What the exercise asks
Find "use std::convert::Infallible;" and "let path = req.uri().path().to_string();" in the records below. Copy the lines holding them and every line between, exactly, and no others.

[Saved entries]
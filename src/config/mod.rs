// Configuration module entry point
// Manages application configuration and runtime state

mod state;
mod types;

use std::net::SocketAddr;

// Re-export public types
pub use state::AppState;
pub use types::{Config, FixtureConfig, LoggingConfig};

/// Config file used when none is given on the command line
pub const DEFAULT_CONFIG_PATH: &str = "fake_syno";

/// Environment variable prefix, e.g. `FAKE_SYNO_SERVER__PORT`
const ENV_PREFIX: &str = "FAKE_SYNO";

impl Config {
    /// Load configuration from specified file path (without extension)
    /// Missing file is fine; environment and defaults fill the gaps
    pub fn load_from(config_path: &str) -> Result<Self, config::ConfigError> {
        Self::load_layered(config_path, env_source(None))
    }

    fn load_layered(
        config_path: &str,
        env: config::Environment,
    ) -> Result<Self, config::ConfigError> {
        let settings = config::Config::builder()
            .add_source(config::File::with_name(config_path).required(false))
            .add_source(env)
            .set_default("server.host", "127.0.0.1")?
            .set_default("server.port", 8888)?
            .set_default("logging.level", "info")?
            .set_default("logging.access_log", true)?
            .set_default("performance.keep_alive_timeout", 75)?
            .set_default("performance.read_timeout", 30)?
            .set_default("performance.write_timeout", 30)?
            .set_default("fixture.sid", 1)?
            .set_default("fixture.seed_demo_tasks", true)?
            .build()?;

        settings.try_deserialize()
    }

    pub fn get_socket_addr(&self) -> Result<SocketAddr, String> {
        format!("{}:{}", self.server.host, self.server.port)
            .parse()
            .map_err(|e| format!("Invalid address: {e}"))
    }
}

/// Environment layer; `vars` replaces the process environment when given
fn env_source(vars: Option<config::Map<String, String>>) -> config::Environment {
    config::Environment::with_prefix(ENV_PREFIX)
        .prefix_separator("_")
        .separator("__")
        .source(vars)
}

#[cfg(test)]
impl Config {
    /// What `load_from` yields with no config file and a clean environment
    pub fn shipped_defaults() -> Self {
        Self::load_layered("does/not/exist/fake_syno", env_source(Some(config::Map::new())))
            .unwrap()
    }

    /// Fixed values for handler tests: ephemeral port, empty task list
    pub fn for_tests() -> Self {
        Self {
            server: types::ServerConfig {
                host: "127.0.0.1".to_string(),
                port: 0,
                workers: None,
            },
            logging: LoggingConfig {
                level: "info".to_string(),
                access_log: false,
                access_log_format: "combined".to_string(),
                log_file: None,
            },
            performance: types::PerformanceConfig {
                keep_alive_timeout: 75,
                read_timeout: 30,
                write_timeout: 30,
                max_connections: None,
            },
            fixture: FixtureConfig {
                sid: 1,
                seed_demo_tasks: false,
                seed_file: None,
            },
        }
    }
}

* * *

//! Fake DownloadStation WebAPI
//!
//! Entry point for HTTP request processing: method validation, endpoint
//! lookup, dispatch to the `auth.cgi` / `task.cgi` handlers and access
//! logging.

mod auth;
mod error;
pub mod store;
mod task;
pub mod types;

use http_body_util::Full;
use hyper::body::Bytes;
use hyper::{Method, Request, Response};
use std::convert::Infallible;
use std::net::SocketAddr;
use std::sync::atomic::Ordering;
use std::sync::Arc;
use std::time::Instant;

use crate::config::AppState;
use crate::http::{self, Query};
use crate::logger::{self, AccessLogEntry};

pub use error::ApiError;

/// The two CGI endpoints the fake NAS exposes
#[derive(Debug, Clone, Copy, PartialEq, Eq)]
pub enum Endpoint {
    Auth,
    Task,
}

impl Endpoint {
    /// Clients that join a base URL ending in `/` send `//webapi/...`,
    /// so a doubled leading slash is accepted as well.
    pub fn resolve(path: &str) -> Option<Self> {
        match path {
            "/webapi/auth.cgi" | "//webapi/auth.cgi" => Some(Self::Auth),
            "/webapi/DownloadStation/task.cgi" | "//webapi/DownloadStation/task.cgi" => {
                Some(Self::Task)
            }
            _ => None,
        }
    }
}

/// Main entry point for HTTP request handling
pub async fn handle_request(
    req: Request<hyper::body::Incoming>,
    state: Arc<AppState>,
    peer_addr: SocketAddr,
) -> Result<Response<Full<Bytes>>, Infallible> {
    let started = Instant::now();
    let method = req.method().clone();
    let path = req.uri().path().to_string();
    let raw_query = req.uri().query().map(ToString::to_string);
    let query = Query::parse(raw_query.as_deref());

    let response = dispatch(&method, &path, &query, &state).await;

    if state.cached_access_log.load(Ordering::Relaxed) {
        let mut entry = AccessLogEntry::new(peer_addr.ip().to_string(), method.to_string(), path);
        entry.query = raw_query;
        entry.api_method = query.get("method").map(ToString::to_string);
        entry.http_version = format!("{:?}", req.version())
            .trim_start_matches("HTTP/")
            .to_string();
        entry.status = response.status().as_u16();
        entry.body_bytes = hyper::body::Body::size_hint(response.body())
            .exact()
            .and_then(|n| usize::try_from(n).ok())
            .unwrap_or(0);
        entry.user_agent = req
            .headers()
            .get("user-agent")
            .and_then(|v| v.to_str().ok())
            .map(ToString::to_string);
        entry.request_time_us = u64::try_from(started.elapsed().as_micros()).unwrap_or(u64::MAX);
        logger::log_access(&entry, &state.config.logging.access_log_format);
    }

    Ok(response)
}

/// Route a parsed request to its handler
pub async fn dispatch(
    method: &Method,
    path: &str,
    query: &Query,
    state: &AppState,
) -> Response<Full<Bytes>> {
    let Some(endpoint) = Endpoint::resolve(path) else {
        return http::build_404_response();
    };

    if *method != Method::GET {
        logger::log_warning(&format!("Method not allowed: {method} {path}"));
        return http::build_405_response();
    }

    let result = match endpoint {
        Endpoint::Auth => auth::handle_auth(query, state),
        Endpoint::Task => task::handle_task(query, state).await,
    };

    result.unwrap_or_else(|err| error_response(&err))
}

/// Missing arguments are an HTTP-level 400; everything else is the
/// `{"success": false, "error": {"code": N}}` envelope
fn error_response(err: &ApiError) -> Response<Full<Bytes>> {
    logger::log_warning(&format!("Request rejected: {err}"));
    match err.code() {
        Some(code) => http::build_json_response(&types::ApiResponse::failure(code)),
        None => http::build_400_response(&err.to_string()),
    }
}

Task answer
use std::convert::Infallible;
use std::net::SocketAddr;
use std::sync::atomic::Ordering;
use std::sync::Arc;
use std::time::Instant;

use crate::config::AppState;
use crate::http::{self, Query};
use crate::logger::{self, AccessLogEntry};

pub use error::ApiError;

/// The two CGI endpoints the fake NAS exposes
#[derive(Debug, Clone, Copy, PartialEq, Eq)]
pub enum Endpoint {
    Auth,
    Task,
}

impl Endpoint {
    /// Clients that join a base URL ending in `/` send `//webapi/...`,
    /// so a doubled leading slash is accepted as well.
    pub fn resolve(path: &str) -> Option<Self> {
        match path {
            "/webapi/auth.cgi" | "//webapi/auth.cgi" => Some(Self::Auth),
            "/webapi/DownloadStation/task.cgi" | "//webapi/DownloadStation/task.cgi" => {
                Some(Self::Task)
            }
            _ => None,
        }
    }
}

/// Main entry point for HTTP request handling
pub async fn handle_request(
    req: Request<hyper::body::Incoming>,
    state: Arc<AppState>,
    peer_addr: SocketAddr,
) -> Result<Response<Full<Bytes>>, Infallible> {
    let started = Instant::now();
    let method = req.method().clone();
    let path = req.uri().path().to_string();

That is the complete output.